Through her tears, she watched helplessly as they stepped into shadow, dissolving like smoke into darkness, leaving only emptiness in their wake.
Chapter 40
Ilys could not hear the wind. She could not feel the cold bite of winter on her skin nor her own body as Death pulled her from the Veil’s threshold. Her limbs felt distant, untethered, like they belonged to someone else. She did not move, did not speak, did not breathe.
Grim was gone.
Her lungs seized. Air refused her. The ringing built until it swallowed everything—the Veil’s hum, the wind’s cry, the voice still reaching for her.
Hollow grief hollowed deeper.
The journey back through the sacred glade passed in a blur. She did not recall Death leading her away, nor the way his hands tightened around her arms, steadying her when she swayed. The moss and grass that once pulsed beneath her feet were only earth now, dull and lifeless. The trees no longer whispered as they passed.
She did not hear Death shift back into his mortal form. She did not register the way his jaw tightened, nor notice when his shoulders curled inward from his own burden pressing heavily upon him.
Only when he stopped did she realize they had left the forest.

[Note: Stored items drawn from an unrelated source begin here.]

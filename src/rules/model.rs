//! Blocking rule models and derived status.

use crate::net::NetworkPrefix;
use chrono::{DateTime, Utc};
use std::fmt;
use std::str::FromStr;

/// Store-assigned rule identifier. Monotonically increasing.
pub type RuleId = i64;

/// Which list a rule belongs to.
#[derive(Debug, Clone, Copy, PartialEq, Eq, Hash)]
pub enum RuleType {
    Blacklist,
    Whitelist,
}

impl RuleType {
    pub fn as_str(&self) -> &'static str {
        match self {
            RuleType::Blacklist => "BLACKLIST",
            RuleType::Whitelist => "WHITELIST",
        }
    }
}

impl fmt::Display for RuleType {
    fn fmt(&self, f: &mut fmt::Formatter<'_>) -> fmt::Result {
        f.write_str(self.as_str())
    }
}

impl FromStr for RuleType {
    type Err = String;

    fn from_str(s: &str) -> Result<Self, Self::Err> {
        match s {
            "BLACKLIST" => Ok(RuleType::Blacklist),
            "WHITELIST" => Ok(RuleType::Whitelist),
            other => Err(format!("unknown rule type: {other}")),
        }
    }
}

/// Why a rule stopped being active before its natural end.
#[derive(Debug, Clone, Copy, PartialEq, Eq, Hash)]
pub enum NullificationType {
    Canceled,
    Superseded,
}

impl NullificationType {
    pub fn as_str(&self) -> &'static str {
        match self {
            NullificationType::Canceled => "CANCELED",
            NullificationType::Superseded => "SUPERSEDED",
        }
    }
}

impl FromStr for NullificationType {
    type Err = String;

    fn from_str(s: &str) -> Result<Self, Self::Err> {
        match s {
            "CANCELED" => Ok(NullificationType::Canceled),
            "SUPERSEDED" => Ok(NullificationType::Superseded),
            other => Err(format!("unknown nullification type: {other}")),
        }
    }
}

/// Derived rule status. Never stored.
#[derive(Debug, Clone, Copy, PartialEq, Eq, Hash)]
pub enum RuleStatus {
    Active,
    Ended,
    Canceled,
    Superseded,
}

impl RuleStatus {
    pub fn as_str(&self) -> &'static str {
        match self {
            RuleStatus::Active => "ACTIVE",
            RuleStatus::Ended => "ENDED",
            RuleStatus::Canceled => "CANCELED",
            RuleStatus::Superseded => "SUPERSEDED",
        }
    }
}

impl fmt::Display for RuleStatus {
    fn fmt(&self, f: &mut fmt::Formatter<'_>) -> fmt::Result {
        f.write_str(self.as_str())
    }
}

/// Nullification stamp. Written once; the rule is immutable afterwards.
#[derive(Debug, Clone, PartialEq, Eq)]
pub struct Nullification {
    /// When the rule was nullified.
    pub at: DateTime<Utc>,
    /// User who caused the nullification.
    pub by: String,
    pub kind: NullificationType,
    /// Operator comment (cancellations only).
    pub comment: Option<String>,
}

/// A blacklist or whitelist entry.
#[derive(Debug, Clone, PartialEq, Eq)]
pub struct BlockingRule {
    pub id: RuleId,
    pub rule_type: RuleType,
    pub address: NetworkPrefix,
    pub created_at: DateTime<Utc>,
    pub created_by: String,
    pub creation_comment: String,
    /// End of a time-bounded blacklist entry. Always `None` for whitelist entries.
    pub expires_at: Option<DateTime<Utc>>,
    pub nullification: Option<Nullification>,
}

impl BlockingRule {
    /// Status as of `now`.
    pub fn status(&self, now: DateTime<Utc>) -> RuleStatus {
        match &self.nullification {
            Some(n) => match n.kind {
                NullificationType::Canceled => RuleStatus::Canceled,
                NullificationType::Superseded => RuleStatus::Superseded,
            },
            None => match self.expires_at {
                Some(end) if end <= now => RuleStatus::Ended,
                _ => RuleStatus::Active,
            },
        }
    }

    pub fn is_active(&self, now: DateTime<Utc>) -> bool {
        self.status(now) == RuleStatus::Active
    }
}

/// A rule about to be inserted; the store assigns the id.
#[derive(Debug, Clone)]
pub struct NewRule {
    pub rule_type: RuleType,
    pub address: NetworkPrefix,
    pub created_at: DateTime<Utc>,
    pub created_by: String,
    pub creation_comment: String,
    pub expires_at: Option<DateTime<Utc>>,
}

impl NewRule {
    pub fn into_rule(self, id: RuleId) -> BlockingRule {
        BlockingRule {
            id,
            rule_type: self.rule_type,
            address: self.address,
            created_at: self.created_at,
            created_by: self.created_by,
            creation_comment: self.creation_comment,
            expires_at: self.expires_at,
            nullification: None,
        }
    }
}

/// A rule paired with its status at the time it was read.
#[derive(Debug, Clone, PartialEq, Eq)]
pub struct RuleRecord {
    pub status: RuleStatus,
    pub rule: BlockingRule,
}

impl RuleRecord {
    pub fn at(rule: BlockingRule, now: DateTime<Utc>) -> Self {
        Self {
            status: rule.status(now),
            rule,
        }
    }
}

The green ended abruptly, severed by winter’s reach. Spire and Death’s black mare stood where they had left them, their breath curling into the cold air. The sight of them felt impossibly distant, a scene in a life that no longer belonged to her.
A hand closed around her wrist. "Ilys."
She did not react.
"Ilys,” he said again, more forceful now, his grip tightening, shaking her once.
The numbness swallowed her whole.
Death exhaled sharply, his fingers flexing against her arm before he released her. Without a word, he lifted her onto his horse. One hand stayed at her waist, not just to keep her upright, but to trace circles over her ribs, coaxing her breath back into rhythm. Her pulse fluttered weakly beneath his palm, a faint reminder that she still lived, even as her mind drifted far from the present.
Then he looped Spire’s reins to his own and mounted behind her, spurring the ride.
She barely noticed the motion, the sway of the horse beneath her, the rhythmic thudding of hooves against frostbitten earth. Time moved without her. The road stretched on in endless miles, the sky above melting into a dull gray, shifting from afternoon into evening.
Somewhere along the way, her body slumped against him. She barely registered the warmth of him, the quiet rise and fall of his chest, the grip of his hands at her waist. The inn appeared like a mirage, the glow of its lanterns flickering in the distance.She did not stir when he pulled the horses to a stop, nor when he slid from the saddle and caught her in his arms.
The innkeeper did not question them. Perhaps it was the look on Death’s face, or the glassy, hollow emptiness in Ilys’s eyes. He offered the room in silence, unwilling to disturb the ruin they carried in with them.
She did not notice when Death lowered her onto the bed, nor when he pulled off her gloves, setting them beside her. He hesitated, then reached for her boots, loosening the laces with careful, deliberate hands.
Still, she did not move.
Death sat beside her for a long moment, his gaze heavy and indecipherable as he rubbed a hand down his face.
"You will rest,” he ordered though she gave no indication she had heard him.
Without another word, he stood and stepped away.
Ilys woke curled into herself, her body wound so tightly that every joint ached; her fingers were pressing into her arms as though she could keep herself from unraveling. Her breath came shallow, uneven. Her pulse was a frantic, fluttering thing beneath her ribs.
The room was dim, the candle on the table having long since burned down to a stub, its wax pooled in a stagnant drip. No light crept in from the night outside. The air smelled of old wood and damp fabric, the faintest traces of the stew and ale from the evening before floating in the quiet corners.